Goal of the exercise =>
Your task is to copy the stretch of lines in the records below that begins with the line containing "assert!(record.error.is_none());" and ends with the line containing "assert!(record.apply_status(TaskStatus::Running, None));", exactly as written, with nothing added.

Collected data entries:
——————

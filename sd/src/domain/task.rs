//! Task record type
//!
//! TaskRecord is the unit of tracked work: one scraping job for one
//! hashtag, from admission through its terminal state.

use chrono::{DateTime, Utc};
use serde::{Deserialize, Serialize};

/// Lifecycle status of a task
#[derive(Debug, Clone, Copy, PartialEq, Eq, Hash, Serialize, Deserialize, Default)]
#[serde(rename_all = "snake_case")]
pub enum TaskStatus {
    /// Admitted, waiting in the queue
    #[default]
    Queued,
    /// Picked up by a worker, executor in flight
    Running,
    /// Executor returned without fault
    Completed,
    /// Executor raised a fault
    Failed,
    /// Cancelled by operator action before reaching a terminal state
    Cancelled,
}

impl TaskStatus {
    /// Check if this status is terminal (no further transitions except deletion)
    pub fn is_terminal(&self) -> bool {
        matches!(self, Self::Completed | Self::Failed | Self::Cancelled)
    }
}

impl std::fmt::Display for TaskStatus {
    fn fmt(&self, f: &mut std::fmt::Formatter<'_>) -> std::fmt::Result {
        match self {
            Self::Queued => write!(f, "queued"),
            Self::Running => write!(f, "running"),
            Self::Completed => write!(f, "completed"),
            Self::Failed => write!(f, "failed"),
            Self::Cancelled => write!(f, "cancelled"),
        }
    }
}

/// Which subsystem created a task
#[derive(Debug, Clone, Copy, PartialEq, Eq, Serialize, Deserialize, Default)]
#[serde(rename_all = "snake_case")]
pub enum TaskOrigin {
    /// Manual API call
    #[default]
    Api,
    /// Scheduled timer
    Cron,
    /// LLM-derived request
    LlmApi,
}

impl std::fmt::Display for TaskOrigin {
    fn fmt(&self, f: &mut std::fmt::Formatter<'_>) -> std::fmt::Result {
        match self {
            Self::Api => write!(f, "api"),
            Self::Cron => write!(f, "cron"),
            Self::LlmApi => write!(f, "llm_api"),
        }
    }
}

/// A tracked scraping job
#[derive(Debug, Clone, Serialize, Deserialize)]
pub struct TaskRecord {
    /// Unique identifier
    pub id: String,

    /// Hashtag to scrape
    pub hashtag: String,

    /// Requested number of profiles
    pub num_profiles: u32,

    /// Subsystem that created the task
    pub origin: TaskOrigin,

    /// Scheduling priority (lower = more urgent)
    pub priority: i32,

    /// Current lifecycle status
    pub status: TaskStatus,

    /// When the task was admitted
    pub request_time: DateTime<Utc>,

    /// When the task started running
    pub start_time: Option<DateTime<Utc>>,

    /// When the task reached a terminal state
    pub end_time: Option<DateTime<Utc>>,

    /// Fault message for failed tasks
    pub error: Option<String>,

    /// Retries attempted so far
    pub retry_count: u32,

    /// Retry ceiling (declared for interface compatibility; no retry loop
    /// consumes it yet)
    pub max_retries: u32,
}

impl TaskRecord {
    /// Create a new record in the queued state
    pub fn new(
        id: impl Into<String>,
        hashtag: impl Into<String>,
        num_profiles: u32,
        origin: TaskOrigin,
        priority: i32,
    ) -> Self {
        Self {
            id: id.into(),
            hashtag: hashtag.into(),
            num_profiles,
            origin,
            priority,
            status: TaskStatus::Queued,
            request_time: Utc::now(),
            start_time: None,
            end_time: None,
            error: None,
            retry_count: 0,
            max_retries: 3,
        }
    }

    /// Check if the record is in a terminal state
    pub fn is_terminal(&self) -> bool {
        self.status.is_terminal()
    }

    /// Apply a status transition, stamping timestamps as a side effect
    ///
    /// Returns false without mutating anything if the record is already
    /// terminal: transitions are monotonic, so a late executor callback
    /// cannot overwrite a cancel. Timestamps already set are never changed.
    pub fn apply_status(&mut self, status: TaskStatus, error: Option<String>) -> bool {
        if self.status.is_terminal() {
            return false;
        }

        self.status = status;

        if status == TaskStatus::Running && self.start_time.is_none() {
            self.start_time = Some(Utc::now());
        }
        if status.is_terminal() && self.end_time.is_none() {
            self.end_time = Some(Utc::now());
        }
        if let Some(error) = error {
            self.error = Some(error);
        }

        true
    }
}

#[cfg(test)]
mod tests {
    use super::*;

    #[test]
    fn test_new_record_is_queued() {
        let record = TaskRecord::new("t-1", "cricket", 500, TaskOrigin::Api, 1);
        assert_eq!(record.status, TaskStatus::Queued);
        assert!(record.start_time.is_none());
        assert!(record.end_time.is_none());
        assert!(record.error.is_none());
        assert_eq!(record.retry_count, 0);
        assert_eq!(record.max_retries, 3);
    }

    #[test]
    fn test_apply_status_stamps_times() {
        let mut record = TaskRecord::new("t-1", "cricket", 500, TaskOrigin::Api, 1);

        assert!(record.apply_status(TaskStatus::Running, None));
        assert!(record.start_time.is_some());
        assert!(record.end_time.is_none());

        assert!(record.apply_status(TaskStatus::Completed, None));
        assert!(record.end_time.is_some());
    }

    #[test]
    fn test_apply_status_failed_records_error() {
        let mut record = TaskRecord::new("t-1", "cricket", 500, TaskOrigin::Api, 1);
        record.apply_status(TaskStatus::Running, None);

        assert!(record.apply_status(TaskStatus::Failed, Some("browser crashed".to_string())));
        assert_eq!(record.error.as_deref(), Some("browser crashed"));
        assert!(record.end_time.is_some());
    }

    #[test]
    fn test_terminal_status_not_overwritten() {
        let mut record = TaskRecord::new("t-1", "cricket", 500, TaskOrigin::Api, 1);
        record.apply_status(TaskStatus::Running, None);
        record.apply_status(TaskStatus::Cancelled, None);
        let cancelled_at = record.end_time;

        // A late executor completion must not revive the record
        assert!(!record.apply_status(TaskStatus::Completed, None));
        assert_eq!(record.status, TaskStatus::Cancelled);
        assert_eq!(record.end_time, cancelled_at);
    }

    #[test]
    fn test_cancel_from_queued_keeps_start_unset() {
        let mut record = TaskRecord::new("t-1", "cricket", 500, TaskOrigin::Cron, 1);
        assert!(record.apply_status(TaskStatus::Cancelled, None));
        assert!(record.start_time.is_none());
        assert!(record.end_time.is_some());
    }

    #[test]
    fn test_status_is_terminal() {
        assert!(!TaskStatus::Queued.is_terminal());
        assert!(!TaskStatus::Running.is_terminal());
        assert!(TaskStatus::Completed.is_terminal());
        assert!(TaskStatus::Failed.is_terminal());
        assert!(TaskStatus::Cancelled.is_terminal());
    }

    #[test]
    fn test_origin_serde() {
        let json = serde_json::to_string(&TaskOrigin::LlmApi).unwrap();
        assert_eq!(json, "\"llm_api\"");

        let origin: TaskOrigin = serde_json::from_str("\"cron\"").unwrap();
        assert_eq!(origin, TaskOrigin::Cron);
    }

    #[test]
    fn test_record_serde_roundtrip() {
        let mut record = TaskRecord::new("t-1", "cricket", 500, TaskOrigin::Api, 2);
        record.apply_status(TaskStatus::Running, None);

        let json = serde_json::to_string(&record).unwrap();
        let deserialized: TaskRecord = serde_json::from_str(&json).unwrap();

        assert_eq!(record.id, deserialized.id);
        assert_eq!(record.status, deserialized.status);
        assert_eq!(record.priority, deserialized.priority);
        assert_eq!(record.start_time, deserialized.start_time);
    }
}
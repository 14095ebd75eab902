// Copyright 2025 eraflo
//
// Licensed under the Apache License, Version 2.0 (the "License");
// you may not use this file except in compliance with the License.
// You may obtain a copy of the License at
//
//     http://www.apache.org/licenses/LICENSE-2.0
//
// Unless required by applicable law or agreed to in writing, software
// distributed under the License is distributed on an "AS IS" BASIS,
// WITHOUT WARRANTIES OR CONDITIONS OF ANY KIND, either express or implied.
// See the License for the specific language governing permissions and
// limitations under the License.

//! UI composition on top of the final image.

use super::pass_graph::{PassContext, PassStats};
use super::surfaces::SurfaceSlot;
use cadence_core::renderer::{ColorAttachment, RenderError, RenderPassDescriptor, SurfaceId};

/// Name of the UI pass, identical in both present layouts.
pub const UI_PASS_NAME: &str = "ImGUI Rendering";

fn composite_into(ctx: &mut PassContext<'_>, target: SurfaceId) -> PassStats {
    let attachments = [ColorAttachment::load(target)];
    let mut pass = ctx.encoder.begin_render_pass(&RenderPassDescriptor {
        label: Some(ctx.pass),
        color_attachments: &attachments,
        depth_attachment: None,
    });
    PassStats::drawn(ctx.ui.draw(&mut *pass))
}

/// Draws the UI straight into the backbuffer after SDR tone mapping.
pub fn record_ui_composite(ctx: &mut PassContext<'_>) -> Result<PassStats, RenderError> {
    let backbuffer = ctx.surfaces.single(SurfaceSlot::Backbuffer)?;
    Ok(composite_into(ctx, backbuffer))
}

/// Draws the UI into the tone-mapped HDR target, before color conversion
/// carries both to the display.
pub fn record_hdr_ui_composite(ctx: &mut PassContext<'_>) -> Result<PassStats, RenderError> {
    let hdr = ctx.surfaces.single(SurfaceSlot::Hdr)?;
    Ok(composite_into(ctx, hdr))
}
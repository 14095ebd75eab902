// Copyright 2025 eraflo
//
// Licensed under the Apache License, Version 2.0 (the "License");
// you may not use this file except in compliance with the License.
// You may obtain a copy of the License at
//
//     http://www.apache.org/licenses/LICENSE-2.0
//
// Unless required by applicable law or agreed to in writing, software
// distributed under the License is distributed on an "AS IS" BASIS,
// WITHOUT WARRANTIES OR CONDITIONS OF ANY KIND, either express or implied.
// See the License for the specific language governing permissions and
// limitations under the License.

//! Pipeline descriptors.
//!
//! Shader authoring and compilation happen outside the orchestrator; a
//! pipeline is described by its role and the formats of the targets it draws
//! into, and the backend maps the role to its compiled programs.

use super::common::TextureFormat;

/// An opaque handle to a compiled render or compute pipeline.
#[derive(Debug, Clone, Copy, PartialEq, Eq, Hash)]
pub struct PipelineId(pub usize);

/// The role of a pipeline.
#[derive(Debug, Clone, Copy, PartialEq, Eq, Hash)]
pub enum PipelineKind {
    /// Depth-only geometry, used for the shadow atlas.
    Depth,
    /// Screen-space motion vectors.
    MotionVectors,
    /// Physically based shading of opaque and masked geometry.
    PbrOpaque,
    /// Physically based shading of blended geometry.
    PbrTransparent,
    /// Line rendering for bounding boxes and light frustums.
    Wireframe,
    /// Cube-map sky dome.
    SkyDomeCube,
    /// Analytic sky dome.
    SkyDomeProcedural,
    /// One step of the downsample chain.
    Downsample,
    /// Additive composite of a bloom level.
    BloomComposite,
    /// Temporal anti-aliasing resolve (compute).
    Taa,
    /// Post-TAA sharpen that also writes history (compute).
    Sharpen,
    /// In-place tone mapping of the HDR target (compute).
    ToneMapCompute,
    /// Tone mapping into the present surface.
    ToneMapRaster,
    /// Conversion into the display color space.
    ColorConversion,
}

impl PipelineKind {
    /// Whether the pipeline runs in a compute pass.
    pub const fn is_compute(&self) -> bool {
        matches!(
            self,
            PipelineKind::Taa | PipelineKind::Sharpen | PipelineKind::ToneMapCompute
        )
    }
}

/// Color blending of a render pipeline.
#[derive(Debug, Clone, Copy, PartialEq, Eq, Hash, Default)]
pub enum BlendMode {
    /// Overwrite.
    #[default]
    Opaque,
    /// Source-over alpha blending.
    AlphaBlend,
    /// Additive.
    Additive,
}

/// Describes a pipeline to create.
#[derive(Debug, Clone, PartialEq)]
pub struct PipelineDescriptor {
    /// A debug label.
    pub label: String,
    /// The role.
    pub kind: PipelineKind,
    /// Formats of the color targets.
    pub color_formats: Vec<TextureFormat>,
    /// Format of the depth target, if any.
    pub depth_format: Option<TextureFormat>,
    /// Samples per pixel of the targets.
    pub sample_count: u32,
    /// Color blending.
    pub blend: BlendMode,
    /// Preprocessor defines handed to the shader compiler.
    pub defines: Vec<(String, String)>,
}

impl PipelineDescriptor {
    /// Starts a descriptor with no targets, single-sampled and opaque.
    pub fn new(label: impl Into<String>, kind: PipelineKind) -> Self {
        Self {
            label: label.into(),
            kind,
            color_formats: Vec::new(),
            depth_format: None,
            sample_count: 1,
            blend: BlendMode::Opaque,
            defines: Vec::new(),
        }
    }

    /// Adds a color target.
    pub fn with_color(mut self, format: TextureFormat) -> Self {
        self.color_formats.push(format);
        self
    }

    /// Sets the depth target.
    pub fn with_depth(mut self, format: TextureFormat) -> Self {
        self.depth_format = Some(format);
        self
    }

    /// Sets the sample count.
    pub fn with_samples(mut self, sample_count: u32) -> Self {
        self.sample_count = sample_count;
        self
    }

    /// Sets the blend mode.
    pub fn with_blend(mut self, blend: BlendMode) -> Self {
        self.blend = blend;
        self
    }

    /// Adds a shader define.
    pub fn with_define(mut self, name: impl Into<String>, value: impl Into<String>) -> Self {
        self.defines.push((name.into(), value.into()));
        self
    }
}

——————

Output of the exercise =>
        assert!(record.error.is_none());
        assert_eq!(record.retry_count, 0);
        assert_eq!(record.max_retries, 3);
    }

    #[test]
    fn test_apply_status_stamps_times() {
        let mut record = TaskRecord::new("t-1", "cricket", 500, TaskOrigin::Api, 1);

        assert!(record.apply_status(TaskStatus::Running, None));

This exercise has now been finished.